Das Netz läuft Amok

Fast 90 Amokdrohungen bis zu den Schulferien: NRWs Schüler schießen via Internet auf ihre Schulen

Roswitha R. googelt seit zwei Wochen jeden Tag ihren Namen. Den hat die Berufsschullehrerin aus Düsseldorf nämlich vor 14 Tagen rein zufällig auf der Internetseite einer Jahrgangsstufe entdeckt, die sie unterrichtet – mit dem Zusatz, dass sie bei einem Amoklauf mit dran ist.

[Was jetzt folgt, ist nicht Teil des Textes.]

//! Router module for provider selection.
//!
//! This module handles selecting a provider for a request based on:
//! - Model availability and capability requirements
//! - Health over the trailing 24-hour window
//! - Weighted random choice so healthy providers share load

mod health;
mod selector;

pub use health::{health_score, NO_HISTORY_SCORE};
pub use selector::{weighted_choice, LoadBalancer};
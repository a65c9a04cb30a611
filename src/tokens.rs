//! Token counting for pricing and stream metering.

use tiktoken_rs::CoreBPE;

use crate::error::{Error, Result};
use crate::proxy::types::{Message, MessageContent};

/// Tokens charged for any non-text message part (images, audio).
pub const NON_TEXT_PART_TOKENS: usize = 100;

/// o200k tokenizer shared across requests.
pub struct TokenCounter {
    bpe: CoreBPE,
}

impl TokenCounter {
    pub fn new() -> Result<Self> {
        let bpe = tiktoken_rs::o200k_base()
            .map_err(|e| Error::Internal(format!("failed to load tokenizer: {e}")))?;
        Ok(Self { bpe })
    }

    pub fn count_text(&self, text: &str) -> usize {
        self.bpe.encode_with_special_tokens(text).len()
    }

    pub fn count_content(&self, content: &MessageContent) -> usize {
        match content {
            MessageContent::Text(text) => self.count_text(text),
            MessageContent::Parts(parts) => parts
                .iter()
                .map(|part| match (part.kind.as_str(), &part.text) {
                    ("text", Some(text)) => self.count_text(text),
                    ("text", None) => 0,
                    _ => NON_TEXT_PART_TOKENS,
                })
                .sum(),
        }
    }

    /// Prompt tokens of a chat request: the sum over message contents.
    pub fn count_messages(&self, messages: &[Message]) -> usize {
        messages
            .iter()
            .filter_map(|m| m.content.as_ref())
            .map(|c| self.count_content(c))
            .sum()
    }
}

impl std::fmt::Debug for TokenCounter {
    fn fmt(&self, f: &mut std::fmt::Formatter<'_>) -> std::fmt::Result {
        f.write_str("TokenCounter(o200k_base)")
    }
}
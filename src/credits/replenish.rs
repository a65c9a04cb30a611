//! Daily credit replenishment.
//!
//! One long-lived task per process wakes every `sweep_interval_secs` and
//! grants each due account its tier's daily amount, capped at `max_balance`.

use std::time::Duration;

use sqlx::SqlitePool;
use tokio::task::JoinHandle;
use tokio_util::sync::CancellationToken;

use crate::config::CreditsConfig;
use crate::error::Result;
use crate::storage::{self, accounts};

/// Outcome of one sweep.
#[derive(Debug, Default, Clone, PartialEq, Eq)]
pub struct SweepReport {
    pub granted: usize,
    /// Due accounts whose tier has no configured grant.
    pub skipped: usize,
}

/// Grant daily credits to every due account as of `now` (unix seconds).
pub async fn sweep_once(pool: &SqlitePool, config: &CreditsConfig, now: i64) -> Result<SweepReport> {
    let cutoff = now - config.daily_interval_secs as i64;
    let due = accounts::due_for_grant(pool, config.max_balance, cutoff).await?;

    let mut report = SweepReport::default();
    for account in due {
        let Some(amount) = config.daily_grant(account.tier) else {
            tracing::warn!(tier = account.tier, "No daily grant configured for tier");
            report.skipped += 1;
            continue;
        };
        match accounts::grant(pool, &account.key, amount, config.max_balance, cutoff, now).await {
            Ok(true) => report.granted += 1,
            Ok(false) => {
                tracing::debug!(tier = account.tier, "Account no longer due, grant skipped");
            }
            Err(e) => {
                tracing::error!(tier = account.tier, error = %e, "Failed to grant daily credits");
            }
        }
    }

    if report.granted > 0 {
        tracing::info!(granted = report.granted, skipped = report.skipped, "Replenished credits");
    }
    Ok(report)
}

/// Handle to the running replenishment task.
pub struct CreditsService {
    token: CancellationToken,
    handle: JoinHandle<()>,
}

impl CreditsService {
    /// Spawn the sweep loop. The first sweep runs immediately.
    pub fn spawn(pool: SqlitePool, config: CreditsConfig, token: CancellationToken) -> Self {
        let loop_token = token.clone();
        let handle = tokio::spawn(async move {
            Self::run_loop(pool, config, loop_token).await;
        });
        Self { token, handle }
    }

    async fn run_loop(pool: SqlitePool, config: CreditsConfig, token: CancellationToken) {
        let mut interval = tokio::time::interval(Duration::from_secs(config.sweep_interval_secs));
        interval.set_missed_tick_behavior(tokio::time::MissedTickBehavior::Delay);

        tracing::info!(
            every_secs = config.sweep_interval_secs,
            "Credit replenishment started"
        );

        loop {
            tokio::select! {
                _ = token.cancelled() => break,
                _ = interval.tick() => {
                    if let Err(e) = sweep_once(&pool, &config, storage::unix_now()).await {
                        tracing::error!(error = %e, "Credit replenishment sweep failed");
                    }
                }
            }
        }

        tracing::info!("Credit replenishment stopped");
    }

    /// Cancel the loop and wait for it to exit.
    pub async fn shutdown(self) {
        self.token.cancel();
        if let Err(e) = self.handle.await {
            tracing::error!(error = %e, "Credit replenishment task panicked");
        }
    }

    pub fn is_finished(&self) -> bool {
        self.handle.is_finished()
    }
}

#[cfg(test)]
mod tests {
    use super::*;
    use crate::config::TierGrant;
    use crate::storage::{init_memory_pool, Account};

    fn config() -> CreditsConfig {
        CreditsConfig {
            max_balance: 1000.0,
            sweep_interval_secs: 60,
            daily_interval_secs: 86_400,
            premium_tier: 2,
            tiers: vec![
                TierGrant { tier: 0, daily: 100.0 },
                TierGrant { tier: 1, daily: 300.0 },
            ],
        }
    }

    async fn seeded(accounts: &[Account]) -> SqlitePool {
        let pool = init_memory_pool().await.unwrap();
        for account in accounts {
            accounts::insert(&pool, account).await.unwrap();
        }
        pool
    }

    #[tokio::test]
    async fn test_due_accounts_get_tier_grant() {
        let pool = seeded(&[Account::new("a", 0.0, 0), Account::new("b", 50.0, 1)]).await;

        let report = sweep_once(&pool, &config(), 100_000).await.unwrap();
        assert_eq!(report.granted, 2);

        let a = accounts::get(&pool, "a").await.unwrap().unwrap();
        let b = accounts::get(&pool, "b").await.unwrap().unwrap();
        assert_eq!(a.balance, 100.0);
        assert_eq!(b.balance, 350.0);
        assert_eq!(a.last_daily, 100_000);
    }

    #[tokio::test]
    async fn test_not_due_twice_within_interval() {
        let pool = seeded(&[Account::new("a", 0.0, 0)]).await;

        sweep_once(&pool, &config(), 100_000).await.unwrap();
        let report = sweep_once(&pool, &config(), 100_060).await.unwrap();
        assert_eq!(report.granted, 0);

        let report = sweep_once(&pool, &config(), 100_000 + 86_400).await.unwrap();
        assert_eq!(report.granted, 1);
        assert_eq!(accounts::get(&pool, "a").await.unwrap().unwrap().balance, 200.0);
    }

    #[tokio::test]
    async fn test_grant_capped_and_full_accounts_skipped() {
        let pool = seeded(&[Account::new("near", 950.0, 1), Account::new("full", 1000.0, 1)]).await;

        let report = sweep_once(&pool, &config(), 100_000).await.unwrap();
        assert_eq!(report.granted, 1);
        assert_eq!(accounts::get(&pool, "near").await.unwrap().unwrap().balance, 1000.0);
        assert_eq!(accounts::get(&pool, "full").await.unwrap().unwrap().last_daily, 0);
    }

    #[tokio::test]
    async fn test_unconfigured_tier_is_skipped() {
        let pool = seeded(&[Account::new("vip", 0.0, 7)]).await;
        let report = sweep_once(&pool, &config(), 100_000).await.unwrap();
        assert_eq!(report, SweepReport { granted: 0, skipped: 1 });
    }

    #[tokio::test]
    async fn test_failed_grant_does_not_stop_the_sweep() {
        let pool = seeded(&[Account::new("a", 0.0, 0), Account::new("b", 0.0, 0)]).await;
        sqlx::query(
            "CREATE TRIGGER reject_a BEFORE UPDATE ON accounts WHEN NEW.key = 'a'
             BEGIN SELECT RAISE(ABORT, 'locked'); END",
        )
        .execute(&pool)
        .await
        .unwrap();

        let report = sweep_once(&pool, &config(), 100_000).await.unwrap();

        assert_eq!(report.granted, 1);
        assert_eq!(accounts::get(&pool, "a").await.unwrap().unwrap().balance, 0.0);
        assert_eq!(accounts::get(&pool, "b").await.unwrap().unwrap().balance, 100.0);
    }

    #[tokio::test]
    async fn test_service_stops_on_cancel() {
        let pool = seeded(&[Account::new("a", 0.0, 0)]).await;
        let token = CancellationToken::new();
        let service = CreditsService::spawn(pool.clone(), config(), token.clone());

        // The first tick fires immediately
        let mut granted = false;
        for _ in 0..100 {
            tokio::time::sleep(Duration::from_millis(10)).await;
            if accounts::get(&pool, "a").await.unwrap().unwrap().balance > 0.0 {
                granted = true;
                break;
            }
        }
        assert!(granted, "first sweep should run on start");
        assert!(!service.is_finished());

        tokio::time::timeout(Duration::from_secs(1), service.shutdown())
            .await
            .expect("sweep task should stop promptly");
        assert!(token.is_cancelled());
    }
}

Als direkte Morddrohung hat sie das nicht aufgefasst, Angst macht es ihr trotzdem. So viel, dass sie ihren vollständigen Namen nicht in der Zeitung lesen will: „Sonst finden das Schüler noch witzig, mir übers Internet Angst einzujagen.“

Auf dem Amok-Trittbrett zu fahren, hat knapp fünf Wochen nach der Schießerei von Emsdetten Konjunktur in Nordrhein-Westfalen: 88 Amokdrohungen hat das nordrhein-westfälische Innenministerium bis zum Ferienbeginn gezählt, die meisten wurden in Internet-Foren gepostet. Todeslisten mit Lehrer- oder Schülernamen, Amoktermine, montierte Erschießungsszenen. „Nehmen Sie die Hinweise bitte ernst und wenden Sie sich an die Polizei“, hat NRW-Schulministerin Barbara Sommer (CDU) an alle Schulen gemailt. Das hat auch Roswitha R. gemacht. „Ohne den Vorfall in Emsdetten hätte ich das wohl nicht gemacht“, sagt sie. In ihrem Fall hat die Polizei es bei ein paar ernsten Worten mit dem Internetuser belassen – er hatte schließlich nicht direkt mit Mord gedroht. Andere wurden in den letzten Wochen deutlicher: Zwei 14 und 15-Jährige Schüler aus Remscheid kündigt einen konkreten Termin an, an dem sie vier ihrer Lehrer töten wollten. Bei einer Hausdurchsuchung entdeckte die Polizei zwei Luftgewehre, acht Kleinwaffen und ein Jagdmesser. Wollten sie also wirklich?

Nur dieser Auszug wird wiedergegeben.